Experience Classicsonline


The quote on the back of the CD case “Bernarda Fink, in ravishingly Beautiful Baroque Masterpieces on the theme of the passion of Christ” just about sums up neatly the eight works recorded here.
 

The disc is cannily planned around the Holy Week story of the Virgin Mary at the foot of the Cross. A brief but serious two-movement Vivaldi sonata opens proceedings ‘Al Sancto Sepulcro’ – To the Holy Sepulchre – which is really an adagio and fugue. Then follows a long sectionalized ‘Cantata sacra’ with a Passacaglia using a ground bass also found in the opening. The ‘Pianto della Madonna’ of about 1640 is a contrafactum by Monteverdi himself of his Arianna’s Lament of thirty years earlier. Neatly, Vivaldi follows both with a D minor Concerto with the curious Madrigalesco title and then a Sinfonia also entitled Al Santo Sepulcro. We then hear a moving and little known aria by the shadowy Francesco Conti. This takes the shape of a prayer of St. Lawrence undergoing his own martyrdom by roasting to death on a gridiron “I can feel my strength begin to fail me”. This aria features the rare chalumeau - in effect a deep clarinet - that was later to feed into the modern instrument but was to be remembered for its lower register. Its silky tones work well in this almost sensuous music. Finally there’s a solemn concerto in C minor by Pisendel using the Vivaldi two-movement formula. 

So now let’s put a little flesh on some of these bones. This is one of those CDs that you can listen to in one sitting from end to end which I did at first, such is its variety.

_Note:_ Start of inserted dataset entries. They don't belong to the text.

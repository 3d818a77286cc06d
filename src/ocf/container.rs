//! OCF container handling
//!
//! Reads `META-INF/container.xml` to locate the package document, and checks
//! the `mimetype` marker entry.

use std::io::{Read, Seek};

use crate::error::{Error, Result};
use crate::ocf::path::well_known;
use crate::ocf::{Archive, ArchivePath};
use crate::xml::translate::{translate, GenericNode};
use crate::xml::XmlDocument;

/// Media type of the package document rootfile
pub const PACKAGE_MEDIA_TYPE: &str = "application/oebps-package+xml";
/// Expected content of the `mimetype` entry
pub const EPUB_MIMETYPE: &str = "application/epub+zip";

/// Outcome of checking the `mimetype` entry
#[derive(Clone, Debug, PartialEq, Eq)]
pub enum MimetypeCheck {
    /// Entry present and correct
    Valid,
    /// Entry absent or unreadable
    Missing,
    /// Entry present with the wrong content
    Mismatch(String),
}

/// Check the `mimetype` entry. Never fails; problems are logged.
pub fn check_mimetype<R: Read + Seek>(archive: &mut Archive<R>) -> MimetypeCheck {
    match archive.read_to_string(well_known::MIMETYPE) {
        Ok(mime) if mime == EPUB_MIMETYPE => MimetypeCheck::Valid,
        Ok(mime) => {
            log::warn!("mimetype: expected {EPUB_MIMETYPE}, found {mime:?}");
            MimetypeCheck::Mismatch(mime)
        }
        Err(e) => {
            log::warn!("mimetype: {e}");
            MimetypeCheck::Missing
        }
    }
}

/// Find the package document path from the container descriptor
pub fn find_package_path<R: Read + Seek>(archive: &mut Archive<R>) -> Result<ArchivePath> {
    let xml = archive.read_to_string(well_known::CONTAINER)?;
    package_path_from_xml(&xml)
}

/// Parse a container descriptor and return the package document path
pub fn package_path_from_xml(xml: &str) -> Result<ArchivePath> {
    let doc = XmlDocument::parse(xml)?;
    let container = translate(doc.root());

    let path = rootfiles(&container)
        .find(|rootfile| rootfile.attr("media-type") == Some(PACKAGE_MEDIA_TYPE))
        .and_then(|rootfile| rootfile.attr("full-path"))
        .filter(|path| !path.is_empty())
        .map(ArchivePath::new)
        .ok_or(Error::MissingPackagePointer);
    path
}

/// `rootfile` nodes, tolerating containers that omit the OCF namespace
fn rootfiles(container: &GenericNode) -> impl Iterator<Item = &GenericNode> {
    ["oasis$rootfiles", "rootfiles"]
        .into_iter()
        .filter_map(move |key| container.get(key))
        .flat_map(|value| value.nodes())
        .flat_map(|rootfiles| {
            ["oasis$rootfile", "rootfile"]
                .into_iter()
                .filter_map(move |key| rootfiles.get(key))
                .flat_map(|value| value.nodes())
        })
}
//! Error types for epub-meta

use thiserror::Error;

/// Main error type
///
/// Only structural problems surface here. Field-level problems (bad dates,
/// unknown metadata properties, a missing table of contents) are logged and
/// the affected field is left empty.
#[derive(Debug, Error)]
pub enum Error {
    #[error("IO error: {0}")]
    Io(#[from] std::io::Error),

    #[error("ZIP error: {0}")]
    Zip(#[from] zip::result::ZipError),

    #[error("XML error: {0}")]
    Xml(#[from] quick_xml::Error),

    #[error("UTF-8 error: {0}")]
    Utf8(#[from] std::str::Utf8Error),

    #[error("Entry not found in archive: {0}")]
    EntryNotFound(String),

    #[error("Could not find package document pointer in META-INF/container.xml")]
    MissingPackagePointer,

    #[error("Invalid document: {0}")]
    InvalidDocument(String),

    #[error("Not an EPUB archive: {0}")]
    NotEpub(String),
}

/// Result type alias
pub type Result<T> = std::result::Result<T, Error>;
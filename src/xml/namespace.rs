//! XML namespaces used in EPUB packages

/// OPF package namespace
pub const OPF: &str = "http://www.idpf.org/2007/opf";
/// Dublin Core elements namespace
pub const DC: &str = "http://purl.org/dc/elements/1.1/";
/// Dublin Core Terms namespace
pub const DCTERMS: &str = "http://purl.org/dc/terms/";
/// Calibre metadata extension namespace
pub const CALIBRE: &str = "https://calibre-ebook.com";
/// OCF container namespace
pub const CONTAINER: &str = "urn:oasis:names:tc:opendocument:xmlns:container";
/// Friend-of-a-friend namespace
pub const FOAF: &str = "http://xmlns.com/foaf/spec/";
/// MARC relator codes
pub const MARC: &str = "https://www.loc.gov/marc/relators/relacode.html";
/// Namespace-declaration namespace
pub const XMLNS: &str = "http://www.w3.org/2000/xmlns/";

/// Well-known namespace URIs and the canonical prefix assigned to each.
pub const REGISTRY: &[(&str, &str)] = &[
    (OPF, "opf"),
    (DC, "dc"),
    (DCTERMS, "dcterms"),
    (CALIBRE, "calibre"),
    (CONTAINER, "oasis"),
    (FOAF, "foaf"),
    (XMLNS, "xmlns"),
    (MARC, "marc"),
];

/// Canonical prefix for a namespace URI, if the URI is a known one.
pub fn canonical_prefix(uri: &str) -> Option<&'static str> {
    REGISTRY
        .iter()
        .find(|(known, _)| *known == uri)
        .map(|(_, prefix)| *prefix)
}

/// All canonical prefixes, in registry order.
pub fn canonical_prefixes() -> impl Iterator<Item = &'static str> {
    REGISTRY.iter().map(|(_, prefix)| *prefix)
}
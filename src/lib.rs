//! # epub-meta
//!
//! Extract bibliographic metadata and the table of contents from EPUB files.
//!
//! ## Features
//!
//! - Dublin Core, DCTERMS and calibre metadata, whatever prefixes the package declares
//! - Table of contents from EPUB 3 navigation documents or legacy NCX files
//! - Chapter content read lazily from the open archive
//!
//! ## Quick Start
//!
//! ```rust,ignore
//! use epub_meta::Epub;
//!
//! let mut epub = Epub::open("book.epub")?;
//! println!("{:?}", epub.metadata().title);
//!
//! let chapters = epub.chapters().to_vec();
//! for chapter in &chapters {
//!     println!("{} ({})", chapter.title, chapter.path);
//! }
//! let first = epub.chapter_content(&chapters[0])?;
//! ```

pub mod epub;
pub mod error;
pub mod metadata;
pub mod ocf;
pub mod options;
pub mod toc;
pub mod xml;

pub use epub::{read_metadata, Epub};
pub use error::{Error, Result};
pub use metadata::Metadata;
pub use ocf::{Archive, ArchivePath};
pub use options::ExtractOptions;
pub use toc::{Chapter, TocSource};
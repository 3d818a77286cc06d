//! EPUB 3 XHTML navigation document

use super::Chapter;
use crate::error::Result;
use crate::ocf::ArchivePath;
use crate::options::ExtractOptions;
use crate::xml::{decode_numeric_refs, QueryContext};

const TOC_ANCHORS: &str = r#"nav[epub\:type~="toc"] li a"#;

/// Chapters listed in the `toc` nav of a navigation document at `nav_path`
pub(super) fn parse(
    xml: &str,
    nav_path: &ArchivePath,
    options: &ExtractOptions,
) -> Result<Vec<Chapter>> {
    let ctx = QueryContext::parse(xml)?;
    let mut chapters = Vec::new();

    for anchor in ctx.select(TOC_ANCHORS) {
        let Some(href) = anchor.attr("href") else {
            continue;
        };
        let title = decode_numeric_refs(&anchor.text());
        let title = title.trim();

        if options.skip_front_matter && is_front_matter(title) {
            log::trace!("skipping front matter entry {title:?}");
            continue;
        }
        let title = if options.strip_chapter_numbers {
            strip_chapter_number(title)
        } else {
            title
        };

        let path = nav_path.resolve(href);
        log::trace!("chapter {title:?} -> {path}");
        chapters.push(Chapter::new(path, title));
    }

    Ok(chapters)
}

/// `"i. Preface"`, `"ⅱ. Foreword"`: a roman-numeral token, a period and a space
fn is_front_matter(title: &str) -> bool {
    let Some((token, rest)) = title.split_once('.') else {
        return false;
    };
    rest.starts_with(' ') && token.chars().all(is_roman_numeral)
}

fn is_roman_numeral(c: char) -> bool {
    matches!(c, 'i' | 'v' | 'x' | '\u{2170}'..='\u{217f}')
}

/// `"3. Chapter Three"` -> `"Chapter Three"`
fn strip_chapter_number(title: &str) -> &str {
    let digits = title.len() - title.trim_start_matches(|c: char| c.is_ascii_digit()).len();
    if digits == 0 {
        return title;
    }
    title[digits..].strip_prefix(". ").unwrap_or(title)
}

However it could be argued that the disc is nothing other than a vehicle for the amazingly pure and beautiful voice of Bernarda Fink yet as you can see the instrumental music is crucial to the concept. The second work which gives its title to the CD Il Pianto di Maria is a cantata and is by far the longest piece here. It is well worthy of our attention. Once, strangely considered to be by Handel, this is now known to be by a composer new to me: Giovanni Ferrandini. He was a Venetian who, rather oddly, died in Munich. It’s a dramatic work more in the early baroque style despite his dates. The text, which like all of them is given in the original and in a good translation, is worth reading first. It begins with a recitative ‘Came the fateful hour ordained by heaven/when to Calvary/its deathly stage prepared/was to walk the Creator’s Son”. The work proceeds via other recits and cavatinas culminating in a passionate da capo aria “My mournful sighs”. I love the way the Passacaglia by Marini begins powerfully just seconds after the cantata’s dark ending and throws you out of your somnolence. Similarly after Monteverdi’s Pianto the soothing Adagio of Vivaldi’s D minor Concerto eases one out of the previous mood so naturally that you forget that the two works were written about one hundred years apart. The disc ends with a glorious two movement Sonata by the Dresden-based, virtuoso violinist Johann Pisendel, a not well known but very striking composer. 

The instrumental work including some wonderfully sensitive continuo playing, led by that fine all-round musician Giovanni Antonini is exemplary. The singing of Bernarda Fink is pure, expressive and so very much stylistically aware - capable of hushed beauty, great depth and power. This is a unique disc and if you enjoy baroque music in any way you need to hear it.